Pydantic AI (MIT, ~18k stars, v1 GA September 2025) brings the Pydantic team's type discipline to agents: outputs validated against your models so errors move from runtime to write-time, type-safe dependency injection for tools, the broadest model-agnostic provider list, durable execution via Temporal/DBOS/Prefect/Restate, and MCP/A2A interop.

Pydantic AI is what happens when the team whose validation library underpins half the Python AI stack builds the agent layer themselves. The pitch — "that FastAPI feeling" — is precise: plain Python, type hints doing real work, and the framework disappearing into the language instead of imposing a DSL.

Highlights

  • Type-safe by construction — agent outputs validate against your Pydantic models; tools take typed arguments; mismatches fail at write-time. Structured output isn't a feature here, it's the foundation.
  • Dependency injection — typed deps flow into tools and prompts (the FastAPI pattern), making agents testable and explicit about what they touch.
  • Model-agnostic, genuinely — the broadest provider matrix in the category, swappable without rewrites.
  • Durable execution — first-class Temporal, DBOS, Prefect, and Restate integrations: agents that survive crashes and resume mid-run.
  • Standards interop — MCP, A2A, and AG-UI support, plus built-in human-in-the-loop tool approval.
  • Observability without lock-in — OpenTelemetry-native tracing (Pydantic Logfire is the polished home, any OTel backend works) and Pydantic Evals alongside.

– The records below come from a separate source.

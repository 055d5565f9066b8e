//! Storage traits/interfaces for S3 operations.

use async_trait::async_trait;
use bytes::Bytes;

use crate::error::StorageError;
use crate::types::{ByteRange, ListResult, ObjectMetadata};

/// Low-level S3 operations - implemented by each backend.
///
/// The read path only needs three things from the object store: a metadata
/// request, a forward-only ranged stream, and a delimited listing.
#[async_trait]
pub trait StorageClient: Send + Sync {
    /// Fetch an object's metadata.
    /// Returns None if object doesn't exist.
    async fn head_object(
        &self,
        bucket: &str,
        key: &str,
    ) -> Result<Option<ObjectMetadata>, StorageError>;

    /// Open a forward-only byte stream over `range` of an object.
    ///
    /// The stream holds one backend connection until it is dropped.
    async fn open_range_stream(
        &self,
        bucket: &str,
        key: &str,
        range: ByteRange,
    ) -> Result<Box<dyn RangeStream>, StorageError>;

    /// List objects and common prefixes under `prefix`, grouped by `delimiter`.
    /// Follows pagination to completion.
    async fn list_objects(
        &self,
        bucket: &str,
        prefix: &str,
        delimiter: Option<&str>,
    ) -> Result<ListResult, StorageError>;
}

/// An open ranged read against one object.
#[async_trait]
pub trait RangeStream: Send {
    /// Read the next chunk of at most `max_len` bytes.
    ///
    /// # Returns
    /// * `Ok(Some(bytes))` - Next chunk; may be empty on a zero-byte read
    /// * `Ok(None)` - The range is exhausted
    /// * `Err(_)` - The read failed; the stream should not be used again
    async fn read_chunk(&mut self, max_len: usize) -> Result<Option<Bytes>, StorageError>;
}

In an AI-assisted workflow

pip install pydantic-ai      # production: pydantic-ai-slim[openai,...] for lean deps
# agent = Agent("anthropic:claude-sonnet-4-6", output_type=Invoice, deps_type=DB)

The natural adopters: Python teams already living in Pydantic/FastAPI idioms, and anyone whose agent failures have taught them that untyped agent boundaries are where production incidents breed (the tool-calling discipline, enforced by the type system).

TIP

Install the slim package with extras in production — the full pydantic-ai pulls every provider's dependencies; pydantic-ai-slim[anthropic] keeps the tree honest.

Good to know

MIT, Python-only (no JS), v1.x with a fast minor cadence — pin versions even under the stability pledge. Logfire is the commercial sibling, optional by design since the telemetry is plain OTel. Against the field's other postures — LangChain's ecosystem, LangGraph's explicit graphs, CrewAI's crews — see Agent Frameworks in 2026.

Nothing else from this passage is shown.